** DATA RECORDS follows **

// ABOUTME: Psychological support catalog models: daily questions, questionnaires, techniques, scales
// ABOUTME: Mood answers score feelings on a 0-4 intensity, reversed for the positive-only items
//
// SPDX-License-Identifier: MIT OR Apache-2.0
// Copyright (c) 2025 ELSA Coaching

use serde::{Deserialize, Serialize};
use uuid::Uuid;

use crate::errors::{AppError, AppResult};

/// Highest mood intensity ("a lot")
pub const MAX_MOOD_INTENSITY: u8 = 4;

/// Reflection question shown on one relative (week, day)
#[derive(Debug, Clone, Serialize, Deserialize, PartialEq, Eq)]
pub struct PsychologicalQuestion {
    /// Identifier
    pub id: Uuid,
    /// Relative week (1..=4)
    pub week: u32,
    /// Relative day (1..=7)
    pub day: u32,
    /// Position within the day, if numbered
    #[serde(default, skip_serializing_if = "Option::is_none")]
    pub number: Option<u32>,
    /// Question text
    pub description: String,
    /// Question this one is a follow-up of
    #[serde(default, skip_serializing_if = "Option::is_none")]
    pub parent_id: Option<Uuid>,
}

/// Family of a scheduled questionnaire
#[derive(Debug, Clone, Copy, Serialize, Deserialize, PartialEq, Eq, Hash)]
#[serde(rename_all = "SCREAMING_SNAKE_CASE")]
pub enum QuestionnaireKind {
    /// Irrational beliefs test, scored against belief scales
    IrrationalBeliefs,
    /// Psychological inventory
    Inventory,
}

/// Band of an irrational-beliefs score
#[derive(Debug, Clone, Copy, Serialize, Deserialize, PartialEq, Eq)]
#[serde(rename_all = "SCREAMING_SNAKE_CASE")]
pub enum BeliefLevel {
    /// Totally irrational
    TotallyIrrational,
    /// Very irrational
    VeryIrrational,
    /// Somewhat irrational
    SomewhatIrrational,
    /// Somewhat rational
    SomewhatRational,
    /// Very rational
    VeryRational,
    /// Totally rational
    TotallyRational,
}

/// Inclusive score range mapped to a belief level
#[derive(Debug, Clone, Copy, Serialize, Deserialize, PartialEq, Eq)]
pub struct BeliefScale {
    /// Level reported for scores in range
    pub level: BeliefLevel,
    /// Lowest score in range
    pub lower_limit: u32,
    /// Highest score in range
    pub upper_limit: u32,
}

impl BeliefScale {
    /// Whether `score` falls in this range
    #[must_use]
    pub const fn contains(&self, score: u32) -> bool {
        self.lower_limit <= score && score <= self.upper_limit
    }
}

/// Numbered item of a questionnaire
#[derive(Debug, Clone, Serialize, Deserialize, PartialEq, Eq)]
pub struct QuestionnaireItem {
    /// Item number
    pub number: u32,
    /// Item text
    pub description: String,
}

/// Questionnaire shown on one relative (week, day)
#[derive(Debug, Clone, Serialize, Deserialize, PartialEq, Eq)]
pub struct Questionnaire {
    /// Identifier
    pub id: Uuid,
    /// Family
    pub kind: QuestionnaireKind,
    /// Relative week (1..=4)
    pub week: u32,
    /// Relative day (1..=7)
    pub day: u32,
    /// Title
    pub title: String,
    /// Instructions
    pub description: String,
    /// Text shown next to the result
    pub summary_description: String,
    /// Items in order
    #[serde(default)]
    pub questions: Vec<QuestionnaireItem>,
    /// Score bands, irrational-beliefs tests only
    #[serde(default, skip_serializing_if = "Vec::is_empty")]
    pub scales: Vec<BeliefScale>,
}

/// Relaxation technique family
#[derive(Debug, Clone, Copy, Serialize, Deserialize, PartialEq, Eq, Hash)]
#[serde(rename_all = "SCREAMING_SNAKE_CASE")]
pub enum TechniqueType {
    /// Breathing exercises
    Respiration,
    /// Jacobson progressive relaxation
    Jacobson,
    /// Schultz autogenic training
    Schultz,
    /// Schwartz & Haynes relaxation
    Haynes,
    /// Guided visualization
    Visualization,
}

/// Relaxation technique
#[derive(Debug, Clone, Serialize, Deserialize, PartialEq, Eq)]
pub struct PsychologicalTechnique {
    /// Identifier
    pub id: Uuid,
    /// Family, which decides the days it is shown
    pub technique_type: TechniqueType,
    /// Title
    pub title: String,
    /// Instructions
    pub description: String,
}

/// Borg perceived-exertion band
#[derive(Debug, Clone, Copy, Serialize, Deserialize, PartialEq, Eq)]
#[serde(rename_all = "SCREAMING_SNAKE_CASE")]
pub enum BorgIntensity {
    /// Very, very soft
    ExtremelySoft,
    /// Very soft
    VerySoft,
    /// Soft
    Soft,
    /// Somewhat hard
    SomewhatHard,
    /// Hard
    Hard,
    /// Very, very hard
    ExtremelyHard,
}

/// One row of the Borg effort scale
#[derive(Debug, Clone, Serialize, Deserialize, PartialEq, Eq)]
pub struct BorgEffortLevel {
    /// Band
    pub intensity: BorgIntensity,
    /// How the effort feels
    pub description: String,
    /// Lowest RPE (0..=10)
    pub lower_rpe: u8,
    /// Highest RPE (0..=10)
    pub higher_rpe: u8,
}

/// Item of the Hamilton anxiety questionnaire
#[derive(Debug, Clone, Serialize, Deserialize, PartialEq, Eq)]
pub struct HamiltonQuestion {
    /// Item number (0..=14)
    pub number: u32,
    /// Title
    pub title: String,
    /// Symptoms described
    pub description: String,
}

/// Feeling rated in a mood profile
#[derive(Debug, Clone, Copy, Serialize, Deserialize, PartialEq, Eq, Hash)]
#[serde(rename_all = "SCREAMING_SNAKE_CASE")]
#[allow(missing_docs)]
pub enum Feeling {
    Friendly,
    Tense,
    Angry,
    Worn,
    Unhappy,
    HotHeaded,
    Dynamic,
    Confused,
    Sorry,
    Trembling,
    Apathetic,
    Furious,
    Considered,
    Sad,
    Active,
    Nervous,
    Grumpy,
    Blue,
    Energetic,
    Panicked,
    Hopeless,
    Relaxed,
    Unworthy,
    Malicious,
    Sympathetic,
    HardToHandle,
    Restless,
    UnableToConcentrate,
    Fatigued,
    Useful,
    Upset,
    Discouraged,
    Resentful,
    Alone,
    Miserable,
    Confusing,
    Happy,
    Bitter,
    Exhausted,
    Anxious,
    FightReady,
    GoodMood,
    Somber,
    Desperate,
    Slow,
    Rebellious,
    Defenseless,
    Tired,
    Bewildered,
    Alert,
    Cheated,
    Efficient,
    Trustworthy,
    Cheerful,
    BadMood,
    Worthless,
    Forgetful,
    Carefree,
    Terrified,
    Guilty,
    Vigorous,
    Uncertain,
    Drained,
}

impl Feeling {
    /// Every feeling in questionnaire order
    pub const ALL: [Self; 63] = [
        Self::Friendly,
        Self::Tense,
        Self::Angry,
        Self::Worn,
        Self::Unhappy,
        Self::HotHeaded,
        Self::Dynamic,
        Self::Confused,
        Self::Sorry,
        Self::Trembling,
        Self::Apathetic,
        Self::Furious,
        Self::Considered,
        Self::Sad,
        Self::Active,
        Self::Nervous,
        Self::Grumpy,
        Self::Blue,
        Self::Energetic,
        Self::Panicked,
        Self::Hopeless,
        Self::Relaxed,
        Self::Unworthy,
        Self::Malicious,
        Self::Sympathetic,
        Self::HardToHandle,
        Self::Restless,
        Self::UnableToConcentrate,
        Self::Fatigued,
        Self::Useful,
        Self::Upset,
        Self::Discouraged,
        Self::Resentful,
        Self::Alone,
        Self::Miserable,
        Self::Confusing,
        Self::Happy,
        Self::Bitter,
        Self::Exhausted,
        Self::Anxious,
        Self::FightReady,
        Self::GoodMood,
        Self::Somber,
        Self::Desperate,
        Self::Slow,
        Self::Rebellious,
        Self::Defenseless,
        Self::Tired,
        Self::Bewildered,
        Self::Alert,
        Self::Cheated,
        Self::Efficient,
        Self::Trustworthy,
        Self::Cheerful,
        Self::BadMood,
        Self::Worthless,
        Self::Forgetful,
        Self::Carefree,
        Self::Terrified,
        Self::Guilty,
        Self::Vigorous,
        Self::Uncertain,
        Self::Drained,
    ];

    /// Positive items scored in reverse within a negative factor
    #[must_use]
    pub const fn is_reverse_scored(self) -> bool {
        matches!(self, Self::Efficient | Self::Relaxed)
    }

    /// Display label
    #[must_use]
    pub const fn label(self) -> &'static str {
        match self {
            Self::Friendly => "Friendly",
            Self::Tense => "Tense",
            Self::Angry => "Angry",
            Self::Worn => "Worn",
            Self::Unhappy => "Unhappy",
            Self::HotHeaded => "Hot headed",
            Self::Dynamic => "Dynamic",
            Self::Confused => "Confused",
            Self::Sorry => "Sorry",
            Self::Trembling => "Trembling",
            Self::Apathetic => "Apathetic",
            Self::Furious => "Furious",
            Self::Considered => "Considered",
            Self::Sad => "Sad",
            Self::Active => "Active",
            Self::Nervous => "Nervous",
            Self::Grumpy => "Grumpy",
            Self::Blue => "Blue",
            Self::Energetic => "Energetic",
            Self::Panicked => "Panicked",
            Self::Hopeless => "Hopeless",
            Self::Relaxed => "Relaxed",
            Self::Unworthy => "Unworthy",
            Self::Malicious => "Malicious",
            Self::Sympathetic => "Sympathetic",
            Self::HardToHandle => "Hard to handle",
            Self::Restless => "Restless",
            Self::UnableToConcentrate => "Unable to concentrate",
            Self::Fatigued => "Fatigued",
            Self::Useful => "Useful",
            Self::Upset => "Upset",
            Self::Discouraged => "Discouraged",
            Self::Resentful => "Resentful",
            Self::Alone => "Alone",
            Self::Miserable => "Miserable",
            Self::Confusing => "Confusing",
            Self::Happy => "Happy",
            Self::Bitter => "Bitter",
            Self::Exhausted => "Exhausted",
            Self::Anxious => "Anxious",
            Self::FightReady => "Fight-ready",
            Self::GoodMood => "Good mood",
            Self::Somber => "Somber",
            Self::Desperate => "Desperate",
            Self::Slow => "Slow",
            Self::Rebellious => "Rebellious",
            Self::Defenseless => "Defenseless",
            Self::Tired => "Tired",
            Self::Bewildered => "Bewildered",
            Self::Alert => "Alert",
            Self::Cheated => "Cheated",
            Self::Efficient => "Efficient",
            Self::Trustworthy => "Trustworthy",
            Self::Cheerful => "Full of pep",
            Self::BadMood => "Bad mood",
            Self::Worthless => "Worthless",
            Self::Forgetful => "Forgetful",
            Self::Carefree => "Carefree",
            Self::Terrified => "Terrified",
            Self::Guilty => "Guilty",
            Self::Vigorous => "Vigorous",
            Self::Uncertain => "Uncertain",
            Self::Drained => "Drained",
        }
    }
}

/// One rated feeling
#[derive(Debug, Clone, Copy, Serialize, Deserialize, PartialEq, Eq)]
pub struct MoodAnswer {
    /// Feeling rated
    pub feeling: Feeling,
    /// 0 (never) to 4 (a lot)
    pub intensity: u8,
}

impl MoodAnswer {
    /// Create a rating
    ///
    /// # Errors
    ///
    /// Returns `ValueOutOfRange` if `intensity` is above 4
    pub fn new(feeling: Feeling, intensity: u8) -> AppResult<Self> {
        if intensity > MAX_MOOD_INTENSITY {
            return Err(AppError::out_of_range(format!(
                "mood intensity {intensity} above {MAX_MOOD_INTENSITY}"
            )));
        }
        Ok(Self { feeling, intensity })
    }

    /// Intensity as it counts toward a mood factor
    #[must_use]
    pub const fn normalized_intensity(&self) -> u8 {
        if self.feeling.is_reverse_scored() {
            MAX_MOOD_INTENSITY.saturating_sub(self.intensity)
        } else {
            self.intensity
        }
    }
}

** End of DATA RECORDS **

REQUIRED WORK
Count the lines in these records that hold the string "this". Only the number is wanted.

EXERCISE RESPONSE
2